The 3 months talked about is steroid-free, remission often documented around the 3-month (12-week) mark in clinical studies. These clinical studies tend to select "newly diagnosed PMR patients."
What isn't mentioned very often is 3 months to be "steroid free" is dependent on how long a person has been on Prednisone. The longer a person has taken Prednisone it becomes harder and harder to taper off prednisone. This is because of prednisone induced adrenal insufficiency. Some people may develop permanent (irreversible) adrenal insufficiency and they might never be able to taper off Prednisone. Fortunately, irreversible secondary adrenal insufficiency from long term Prednisone use is relatively rare.
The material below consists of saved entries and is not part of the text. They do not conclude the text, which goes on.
use serde::{Deserialize, Serialize};

use parley_negotiation_utils::{
    Agreement, DimensionSpec, NegotiationState, Offer, ValueKind,
};

fn default_tolerance() -> f64 {
    1e-6
}

/// Tolerance configuration for convergence agreement. Discrete dimensions
/// always compare exactly; continuous ones within `continuous_tolerance`.
#[derive(Clone, Debug, Serialize, Deserialize)]
pub struct ConvergencePolicy {
    #[serde(default = "default_tolerance")]
    pub continuous_tolerance: f64,
}

impl Default for ConvergencePolicy {
    fn default() -> ConvergencePolicy {
        ConvergencePolicy {
            continuous_tolerance: default_tolerance(),
        }
    }
}

impl ConvergencePolicy {
    fn within_tolerance(&self, spec: &DimensionSpec, a: f64, b: f64) -> bool {
        match spec.kind {
            ValueKind::Discrete => a == b,
            ValueKind::Continuous => (a - b).abs() <= self.continuous_tolerance,
        }
    }
}

/// Advisory verdict after a committed offer. Only the state manager turns
/// this into a committed status.
#[derive(Clone, Debug)]
pub enum DetectionResult {
    Continue,
    Agreement(Agreement),
    RoundsExhausted,
}

/// Inspects the growing offer history for terminal conditions.
///
/// Checked in order: round exhaustion, explicit acceptance, numeric
/// convergence. Acceptance adopts the accepted values verbatim, even when
/// they fall outside the accepting party's own boundary; the override is
/// intentional and surfaces in the agreement's `satisfied_parties`
/// classification instead. Walk-aways terminate in the turn manager and
/// never produce an offer to inspect here.
pub struct AgreementDetector {
    policy: ConvergencePolicy,
}

impl AgreementDetector {
    pub fn new(policy: ConvergencePolicy) -> AgreementDetector {
        AgreementDetector { policy }
    }

    pub fn evaluate(&self, state: &NegotiationState) -> DetectionResult {
        if state.current_round > state.max_rounds {
            return DetectionResult::RoundsExhausted;
        }

        let latest = match state.history.last() {
            Some(offer) => offer,
            None => return DetectionResult::Continue,
        };

        if latest.is_acceptance() {
            return DetectionResult::Agreement(self.agreement_from(state, latest));
        }

        let (first, second) = match state.latest_offer_pair() {
            Some(pair) => pair,
            None => return DetectionResult::Continue,
        };
        if self.converged(state, first, second) {
            return DetectionResult::Agreement(self.agreement_from(state, latest));
        }

        if self.is_stalled_repeat(state, latest) {
            log::debug!(
                "Negotiation [{}]: [{}] repeated its previous position at turn {}",
                state.id,
                latest.party,
                latest.turn_index
            );
        }
        DetectionResult::Continue
    }

    /// A party re-submitting its previous values verbatim is not terminal,
    /// but worth surfacing: it usually precedes an impasse.
    fn is_stalled_repeat(&self, state: &NegotiationState, latest: &Offer) -> bool {
        state
            .offers_of(&latest.party)
            .rev()
            .nth(1)
            .map(|previous| previous.values == latest.values)
            .unwrap_or(false)
    }

    /// Convergence agreement is all-dimensions-or-none: every dimension must
    /// be within tolerance between the parties' latest offers AND inside
    /// each party's own boundary independently.
    fn converged(&self, state: &NegotiationState, first: &Offer, second: &Offer) -> bool {
        state.dimensions.iter().all(|spec| {
            let (a, b) = match (first.value(&spec.name), second.value(&spec.name)) {
                (Some(a), Some(b)) => (a, b),
                _ => return false,
            };
            if !self.policy.within_tolerance(spec, a, b) {
                return false;
            }
            let own_compliant = |offer_value: f64, party_index: usize| {
                state.parties[party_index]
                    .boundary(&spec.name)
                    .map(|boundary| boundary.contains(offer_value))
                    .unwrap_or(false)
            };
            own_compliant(a, 0) && own_compliant(b, 1)
        })
    }

    /// Adopts the triggering offer's values as the agreed terms.
    fn agreement_from(&self, state: &NegotiationState, latest: &Offer) -> Agreement {
        Agreement {
            values: latest.values.clone(),
            reached_at_round: latest.round,
            reached_at_turn: latest.turn_index,
            satisfied_parties: Agreement::classify(&latest.values, &state.parties),
        }
    }
}

#[cfg(test)]
mod tests {
    use super::*;
    use parley_negotiation_utils::{
        DimensionName, NegotiationConfig, OfferKind, OfferTerms, PartyConfig,
        PreferenceDirection, SatisfiedParties, ValueKind, ZopaBoundary,
    };

    fn dimensions() -> Vec<DimensionSpec> {
        vec![
            DimensionSpec::new("price", "$/unit", ValueKind::Continuous),
            DimensionSpec::new("volume", "units", ValueKind::Discrete),
        ]
    }

    fn state() -> NegotiationState {
        let buyer = PartyConfig::new(
            "buyer",
            "Buyer",
            vec![
                ZopaBoundary::new("price", 10.0, 15.0, PreferenceDirection::LowerBetter)
                    .unwrap(),
                ZopaBoundary::new("volume", 1000.0, 5000.0, PreferenceDirection::HigherBetter)
                    .unwrap(),
            ],
        );
        let seller = PartyConfig::new(
            "seller",
            "Seller",
            vec![
                ZopaBoundary::new("price", 12.0, 20.0, PreferenceDirection::HigherBetter)
                    .unwrap(),
                ZopaBoundary::new("volume", 2000.0, 8000.0, PreferenceDirection::LowerBetter)
                    .unwrap(),
            ],
        );
        NegotiationState::initialize(NegotiationConfig::new(
            dimensions(),
            [buyer, seller],
            5,
        ))
    }

    fn push_offer(state: &mut NegotiationState, party: &str, kind: OfferKind, price: f64, volume: f64) {
        let turn_index = state.turn_count() + 1;
        let round = state.round_of_next_turn();
        let offer = Offer::from_terms(
            party.into(),
            round,
            turn_index,
            kind,
            OfferTerms::new(vec![
                (DimensionName::from("price"), price),
                (DimensionName::from("volume"), volume),
            ]),
            &dimensions(),
        )
        .unwrap();
        state.current_round = round;
        state.history.push(offer);
    }

    #[test]
    fn test_no_agreement_with_single_offer() {
        let mut state = state();
        push_offer(&mut state, "buyer", OfferKind::Counter, 13.0, 3000.0);
        let detector = AgreementDetector::new(ConvergencePolicy::default());
        assert!(matches!(detector.evaluate(&state), DetectionResult::Continue));
    }

    #[test]
    fn test_convergence_on_all_dimensions() {
        let mut state = state();
        push_offer(&mut state, "buyer", OfferKind::Counter, 13.5, 3000.0);
        push_offer(&mut state, "seller", OfferKind::Counter, 13.5, 3000.0);

        let detector = AgreementDetector::new(ConvergencePolicy::default());
        match detector.evaluate(&state) {
            DetectionResult::Agreement(agreement) => {
                assert_eq!(agreement.values[&DimensionName::from("price")], 13.5);
                assert_eq!(agreement.reached_at_turn, 2);
                assert_eq!(agreement.reached_at_round, 1);
                assert_eq!(agreement.satisfied_parties, SatisfiedParties::Both);
            }
            other => panic!("expected agreement, got {:?}", other),
        }
    }

    #[test]
    fn test_agreement_is_all_or_nothing() {
        let mut state = state();
        // Same price, volumes differ beyond any tolerance.
        push_offer(&mut state, "buyer", OfferKind::Counter, 13.5, 3000.0);
        push_offer(&mut state, "seller", OfferKind::Counter, 13.5, 4000.0);

        let detector = AgreementDetector::new(ConvergencePolicy::default());
        assert!(matches!(detector.evaluate(&state), DetectionResult::Continue));
    }

    #[test]
    fn test_no_convergence_outside_own_boundary() {
        let mut state = state();
        // Both at 9.0: identical, but outside both parties' price ranges.
        push_offer(&mut state, "buyer", OfferKind::Counter, 9.0, 3000.0);
        push_offer(&mut state, "seller", OfferKind::Counter, 9.0, 3000.0);

        let detector = AgreementDetector::new(ConvergencePolicy::default());
        assert!(matches!(detector.evaluate(&state), DetectionResult::Continue));
    }

    #[test]
    fn test_acceptance_overrides_own_boundary() {
        let mut state = state();
        // Seller accepts a price below its own minimum; the override is
        // intentional and classifies as one-sided satisfaction.
        push_offer(&mut state, "buyer", OfferKind::Counter, 11.0, 3000.0);
        push_offer(&mut state, "seller", OfferKind::Acceptance, 11.0, 3000.0);

        let detector = AgreementDetector::new(ConvergencePolicy::default());
        match detector.evaluate(&state) {
            DetectionResult::Agreement(agreement) => {
                assert_eq!(agreement.values[&DimensionName::from("price")], 11.0);
                assert_eq!(agreement.satisfied_parties, SatisfiedParties::One);
            }
            other => panic!("expected agreement, got {:?}", other),
        }
    }

    #[test]
    fn test_rounds_exhaustion_reported() {
        let mut state = state();
        state.current_round = state.max_rounds + 1;
        let detector = AgreementDetector::new(ConvergencePolicy::default());
        assert!(matches!(
            detector.evaluate(&state),
            DetectionResult::RoundsExhausted
        ));
    }
}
I was on Prednisone for 12 years and it took me more than a year to taper off the first time and close to 2 years to become completely prednisone free. I had to stay on a 3 mg dose of Prednisone for more than 6 months just waiting for my cortisol level to improve.
Some of the symptoms I felt on lower doses of prednisone were caused by adrenal insufficiency and they weren't exactly PMR symptoms. However, symptoms of adrenal insufficiency and PMR can feel the same.
According to artificial intelligence:
"Adrenal insufficiency (AI) and Polymyalgia Rheumatica (PMR) share overlapping symptoms—notably extreme fatigue, muscle pain/weakness, and joint pain—making them difficult to distinguish, especially during steroid tapers."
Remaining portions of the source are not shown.